Despite a teeth-rattling wind trying to shove us off a boardwalk on Hooker Lake Tract we finally reach the base of Mt. Cook. The floating glacial ice in the lake adds a touch of frigid beauty to the view of NZ’s tallest peak, busy playing hide and seek with the swirling clouds.
With the mornings and nights a shivery affair up here in Alpine Country we are grateful for our Merino wool sweaters and gloves. NZ has over three million of the curly-horned Merino Sheep and 90% reside here on the south island as they’;re the only sheep resilient enough to handle the bitter cold.
Browsing in the shops we smirk at an interesting item on display called a ‘willy-warmer’. Made of insulated possum fur it is meant to guard one’s manhood, and frankly with the brutal arctic air, I’m giving serious consideration to becoming a customer!

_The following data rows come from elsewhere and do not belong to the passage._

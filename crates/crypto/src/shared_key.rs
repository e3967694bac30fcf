//! Shared key value type and its string encodings.
//!
//! The shared key decrypts end-to-end encrypted location reports. Vault
//! extraction produces it as raw bytes; persisted copies arrive as hex,
//! base64/base64url or PEM-armoured text, and all of those normalise to a
//! 32-byte [`SharedKey`].

use std::fmt;

use base64::engine::general_purpose::{STANDARD, URL_SAFE};
use base64::Engine;
use thiserror::Error;
use zeroize::{Zeroize, ZeroizeOnDrop};

/// Length of a shared key decoded from a persisted encoding.
pub const SHARED_KEY_LEN: usize = 32;

/// Errors from decoding a persisted shared key.
#[derive(Debug, Error, Clone, PartialEq, Eq)]
pub enum SharedKeyError {
    #[error("Invalid shared key encoding: {0}")]
    InvalidEncoding(String),

    #[error("Invalid shared key length: {actual} bytes (expected {expected})")]
    InvalidLength { actual: usize, expected: usize },
}

/// Raw shared key bytes. Zeroized on drop; `Debug` shows only the length.
#[derive(Clone, PartialEq, Eq, Zeroize, ZeroizeOnDrop)]
pub struct SharedKey(Vec<u8>);

impl SharedKey {
    /// Wrap bytes without a length check. Vault entries are not required to
    /// be [`SHARED_KEY_LEN`] long.
    pub fn from_bytes(bytes: Vec<u8>) -> Self {
        Self(bytes)
    }

    pub fn as_bytes(&self) -> &[u8] {
        &self.0
    }

    pub fn len(&self) -> usize {
        self.0.len()
    }

    pub fn is_empty(&self) -> bool {
        self.0.is_empty()
    }

    /// Lowercase hex, the canonical persisted form.
    pub fn to_hex(&self) -> String {
        hex::encode(&self.0)
    }

    /// Decode hex: optional `0x` prefix, whitespace ignored, odd length
    /// left-padded with `0`. Must yield exactly 32 bytes.
    pub fn from_hex(encoded: &str) -> Result<Self, SharedKeyError> {
        let mut digits: String = encoded
            .trim()
            .to_ascii_lowercase()
            .chars()
            .filter(|c| !c.is_whitespace())
            .collect();
        if let Some(stripped) = digits.strip_prefix("0x") {
            digits = stripped.to_string();
        }
        if !digits.chars().all(|c| c.is_ascii_hexdigit()) {
            return Err(SharedKeyError::InvalidEncoding(
                "shared key contains non-hex characters".to_string(),
            ));
        }
        if digits.len() % 2 == 1 {
            digits.insert(0, '0');
        }

        let bytes = hex::decode(&digits)
            .map_err(|e| SharedKeyError::InvalidEncoding(format!("invalid hex: {}", e)))?;
        Self::exact_length(bytes)
    }

    /// Decode base64 or base64url, with or without padding or PEM armour.
    /// Must yield exactly 32 bytes.
    pub fn from_base64(encoded: &str) -> Result<Self, SharedKeyError> {
        let mut body = strip_pem_armour(encoded);
        body.retain(|c| !c.is_whitespace());
        let body = body.trim_end_matches('=');
        let padded = format!("{}{}", body, "=".repeat((4 - body.len() % 4) % 4));

        let bytes = URL_SAFE
            .decode(&padded)
            .or_else(|_| STANDARD.decode(&padded))
            .map_err(|e| SharedKeyError::InvalidEncoding(format!("invalid base64: {}", e)))?;
        Self::exact_length(bytes)
    }

    /// Hex first, then base64.
    pub fn from_encoded(encoded: &str) -> Result<Self, SharedKeyError> {
        Self::from_hex(encoded).or_else(|_| Self::from_base64(encoded))
    }

    /// Take the trailing 32 bytes of a DER-encoded private key.
    pub fn from_private_key_der(der: &[u8]) -> Result<Self, SharedKeyError> {
        if der.len() < SHARED_KEY_LEN {
            return Err(SharedKeyError::InvalidLength {
                actual: der.len(),
                expected: SHARED_KEY_LEN,
            });
        }
        Ok(Self(der[der.len() - SHARED_KEY_LEN..].to_vec()))
    }

    fn exact_length(mut bytes: Vec<u8>) -> Result<Self, SharedKeyError> {
        if bytes.len() != SHARED_KEY_LEN {
            let actual = bytes.len();
            bytes.zeroize();
            return Err(SharedKeyError::InvalidLength {
                actual,
                expected: SHARED_KEY_LEN,
            });
        }
        Ok(Self(bytes))
    }
}

impl fmt::Debug for SharedKey {
    fn fmt(&self, f: &mut fmt::Formatter<'_>) -> fmt::Result {
        write!(f, "SharedKey({} bytes)", self.0.len())
    }
}

/// Drop `-----BEGIN ...-----` / `-----END ...-----` markers.
fn strip_pem_armour(input: &str) -> String {
    let mut out = String::with_capacity(input.len());
    let mut rest = input;
    while let Some(start) = rest.find("-----") {
        out.push_str(&rest[..start]);
        let after = &rest[start + 5..];
        match after.find("-----") {
            Some(end) => rest = &after[end + 5..],
            None => {
                rest = "";
                break;
            }
        }
    }
    out.push_str(rest);
    out
}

Oamaru’s intriguing Steampunk HQ Museum promotes recycling to create mind boggling versions of retro-futuristic art forms with a wicked sense of humor. Although the museum is absolutely fascinating, our main purpose in Oamaru is to investigate another type of art about an hour and a half south; the extraordinary Moeraki Boulders of Koekohe Beach.
Formed in thick sea sediment about 60 million years ago, the massive spherical wonders scattered along the beach may have some questioning if they are either alien pods or dinosaur eggs! Due to erosion over the passage of time, the ravishing round rocks embedded in the cliffs occasionally birth themselves and roll down to find a new home on the sandy shore.
Wrapping up our remaining couple of days in ‘Windy Wellington’, we’re molested by a cold mean wind seemingly keen to prepare us for home; which has just endured the second coldest February on record with 23 days below zero! Now don’t get me wrong, we believe Canada to be an absolutely wonderful country to call home; unless of course it happens to be winter time, when it’s bloody cold enough to chip a tooth on our soup!